By Sarah Roark, contributor to refusefascism.org
Bad takes on Trump’s shutdown and threat to declare an emergency to build his wall abound. Let’s cut through the Smart-Sounding Bullshit™ and talk about what’s actually happening.
Trump is losing! (Again!) Trump is on the brink of disaster! (Again!) Trump is making such a fool of himself! (Again!) Mueller and Pelosi (or Ocasio-Cortez, or Waters, or insert-your-liberal/progressive-hero-here) are coming for Trump and he’s lashing out in the sweaty desperation of a man about to fall completely apart! (Again!)

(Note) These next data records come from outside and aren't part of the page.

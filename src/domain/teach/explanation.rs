//! Explanation levels and the three-tier explanation set.

use serde::{Deserialize, Serialize};

/// Audience an explanation is written for.
#[derive(Debug, Clone, Copy, PartialEq, Eq, Hash, Serialize, Deserialize)]
#[serde(rename_all = "snake_case")]
pub enum TeachLevel {
    Simple,
    Practical,
    Expert,
}

impl TeachLevel {
    pub const ALL: [TeachLevel; 3] = [TeachLevel::Simple, TeachLevel::Practical, TeachLevel::Expert];

    pub fn heading(&self) -> &'static str {
        match self {
            TeachLevel::Simple => "Level 1: The Layman",
            TeachLevel::Practical => "Level 2: The Practitioner",
            TeachLevel::Expert => "Level 3: The Master",
        }
    }

    /// Writing prompt for `topic` at this level.
    pub fn prompt(&self, topic: &str) -> String {
        match self {
            TeachLevel::Simple => {
                format!("Explain \"{}\" to a 5-year-old. Use simple words.", topic)
            }
            TeachLevel::Practical => {
                format!("Explain how \"{}\" actually works in the real world.", topic)
            }
            TeachLevel::Expert => {
                format!("Explain the edge cases and nuance of \"{}\".", topic)
            }
        }
    }
}

/// Free-text explanations, one per level. All start empty.
#[derive(Debug, Clone, Default, PartialEq, Eq, Serialize, Deserialize)]
pub struct ExplanationSet {
    pub simple: String,
    pub practical: String,
    pub expert: String,
}

impl ExplanationSet {
    pub fn get(&self, level: TeachLevel) -> &str {
        match level {
            TeachLevel::Simple => &self.simple,
            TeachLevel::Practical => &self.practical,
            TeachLevel::Expert => &self.expert,
        }
    }

    pub fn set(&mut self, level: TeachLevel, text: impl Into<String>) {
        let slot = match level {
            TeachLevel::Simple => &mut self.simple,
            TeachLevel::Practical => &mut self.practical,
            TeachLevel::Expert => &mut self.expert,
        };
        *slot = text.into();
    }

    /// Levels paired with their text, in teaching order.
    pub fn entries(&self) -> Vec<(TeachLevel, &str)> {
        TeachLevel::ALL.iter().map(|&l| (l, self.get(l))).collect()
    }
}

Honest! And this time, for sure. This time I will totally hold the football still and you’ll absolutely get to kick it, Charlie Brown. Just hang on for one more week, one more month, one more year and it’ll happen!
This is a seductive narrative, and it’s not hard to understand why.

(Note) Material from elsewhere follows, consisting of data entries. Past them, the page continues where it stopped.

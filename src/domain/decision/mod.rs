//! Decision exercise - weighted criteria scoring.
//!
//! # Components
//!
//! - `DecisionPhase` - SETUP → CRITERIA → RATE → RESULT
//! - `Criterion`, `DecisionOption` - the matrix being filled in
//! - `ScoringEngine` - pure weighted-sum scoring and stable ranking
//! - `DecisionExercise` - aggregate enforcing phase guards

mod entities;
mod exercise;
mod phase;
mod scoring;

pub use entities::{Criterion, DecisionOption};
pub use exercise::{DecisionExercise, MIN_CRITERIA, MIN_OPTIONS};
pub use phase::DecisionPhase;
pub use scoring::{RankedOption, ScoringEngine};
//! Adapters - Implementations of port interfaces.
//!
//! Adapters connect the domain to external systems:
//! - `storage` - Key-value stores for the persisted mode (file, in-memory)
//! - `events` - Transition listeners (tracing, recording)

pub mod events;
pub mod storage;

pub use events::{RecordingListener, TracingListener};
pub use storage::{FileKeyValueStore, InMemoryKeyValueStore};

It’s what everybody wants to hear. It’s what I’d like to hear. It would reassure us that somewhere up there – in Congress or Heaven or the FBI – there’s some deus ex machina of democracy, some guardian angel of sanity and decency who’s going to swoop in any moment now and give us back the world that, however flawed we knew it was, was at least “normal.” Comprehensible. The world we liked to think we knew how to navigate. Where we could trust the grownups in charge to try not to let terrible things happen to all of society, and ordinary folk could concentrate on trivial things like surviving and taking care of our loved ones in a system of toxic capitalism.
How true this worldview ever was is a deep question for another time. But that overall idea continues to rule what we’re supposed to take as wise commentary despite its having proved demonstrably, repeatedly, and recently untrue.

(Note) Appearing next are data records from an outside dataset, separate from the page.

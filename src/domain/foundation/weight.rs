//! Weight value object for decision criteria (1 to 10 scale).

use serde::{Deserialize, Serialize};
use std::fmt;

use super::ValidationError;

/// Importance of a criterion: 1 (barely matters) to 10 (decisive).
#[derive(Debug, Clone, Copy, PartialEq, Eq, PartialOrd, Ord, Hash, Serialize, Deserialize)]
#[serde(try_from = "u8", into = "u8")]
pub struct Weight(u8);

impl Weight {
    pub const MIN: u8 = 1;
    pub const MAX: u8 = 10;

    /// Weight given to a freshly added criterion.
    pub const DEFAULT: Self = Self(5);

    /// Creates a Weight, clamping into `1..=10` the way a bounded slider does.
    pub fn new(value: u8) -> Self {
        Self(value.clamp(Self::MIN, Self::MAX))
    }

    /// Creates a Weight, returning error if out of range.
    pub fn try_new(value: u8) -> Result<Self, ValidationError> {
        if !(Self::MIN..=Self::MAX).contains(&value) {
            return Err(ValidationError::out_of_range(
                "weight",
                Self::MIN as i32,
                Self::MAX as i32,
                value as i32,
            ));
        }
        Ok(Self(value))
    }

    /// Returns the numeric value.
    pub fn value(&self) -> u8 {
        self.0
    }
}

impl Default for Weight {
    fn default() -> Self {
        Self::DEFAULT
    }
}

impl TryFrom<u8> for Weight {
    type Error = ValidationError;

    fn try_from(value: u8) -> Result<Self, Self::Error> {
        Self::try_new(value)
    }
}

impl From<Weight> for u8 {
    fn from(weight: Weight) -> Self {
        weight.0
    }
}

impl fmt::Display for Weight {
    fn fmt(&self, f: &mut fmt::Formatter<'_>) -> fmt::Result {
        write!(f, "{}/10", self.0)
    }
}

#[cfg(test)]
mod tests {
    use super::*;

    #[test]
    fn default_weight_is_five() {
        assert_eq!(Weight::default().value(), 5);
    }

    #[test]
    fn new_clamps_into_range() {
        assert_eq!(Weight::new(0).value(), 1);
        assert_eq!(Weight::new(7).value(), 7);
        assert_eq!(Weight::new(42).value(), 10);
    }

    #[test]
    fn try_new_accepts_bounds() {
        assert!(Weight::try_new(1).is_ok());
        assert!(Weight::try_new(10).is_ok());
    }

    #[test]
    fn try_new_rejects_zero_and_eleven() {
        assert!(matches!(
            Weight::try_new(0),
            Err(ValidationError::OutOfRange { min: 1, max: 10, actual: 0, .. })
        ));
        assert!(Weight::try_new(11).is_err());
    }

    #[test]
    fn deserialization_enforces_range() {
        let weight: Weight = serde_json::from_str("8").unwrap();
        assert_eq!(weight.value(), 8);
        assert!(serde_json::from_str::<Weight>("0").is_err());
        assert!(serde_json::from_str::<Weight>("11").is_err());
    }

    #[test]
    fn displays_out_of_ten() {
        assert_eq!(format!("{}", Weight::new(3)), "3/10");
    }
}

What we desperately wish were the case, is not the case. And we’re not doing humanity any favors by continuing to pretend. But some people, who unfortunately are very good at sounding right even when they’re 100% wrong – whose job requires they look like they know what they’re talking about no matter what – do benefit from pretending. As Upton Sinclair said, “It is difficult to get a man to understand something, when his salary depends upon his not understanding it.” But for the rest of us who aren’t paid to not-understand things, what’s our excuse?
I don’t think we have one. So, let’s actually look at this crisis point which the shutdown is rapidly bringing us to. In order to do that, I’m going to make an example of this piece from Politico titled “Stop Freaking Out About Trump’s State of Emergency Threats,” by Zachary Karabell. (Yep. The yelling at us to stop yelling? Is baked right into the headline. It gets better.)
And I’m afraid I’m going to be extremely mean to it. Because while not every dollop of nonsense on the Internet matters, some do. The ones selling you veggie smoothie powder to cure your cancer do. The ones selling public complacency amid the fascist collapse of a nuclear superpower do.
There’s one specific paragraph in the article that brings a lot of bad take together in one compact package. It is a prime example of what I like to call Smart-Sounding Bullshit™: it sounds like logic, it reads like logic, but it’s not actually logic. And it leads people to an understanding of our very perilous situation that is the exact opposite of reality. Which…I wish I didn’t have to repeat this…matters.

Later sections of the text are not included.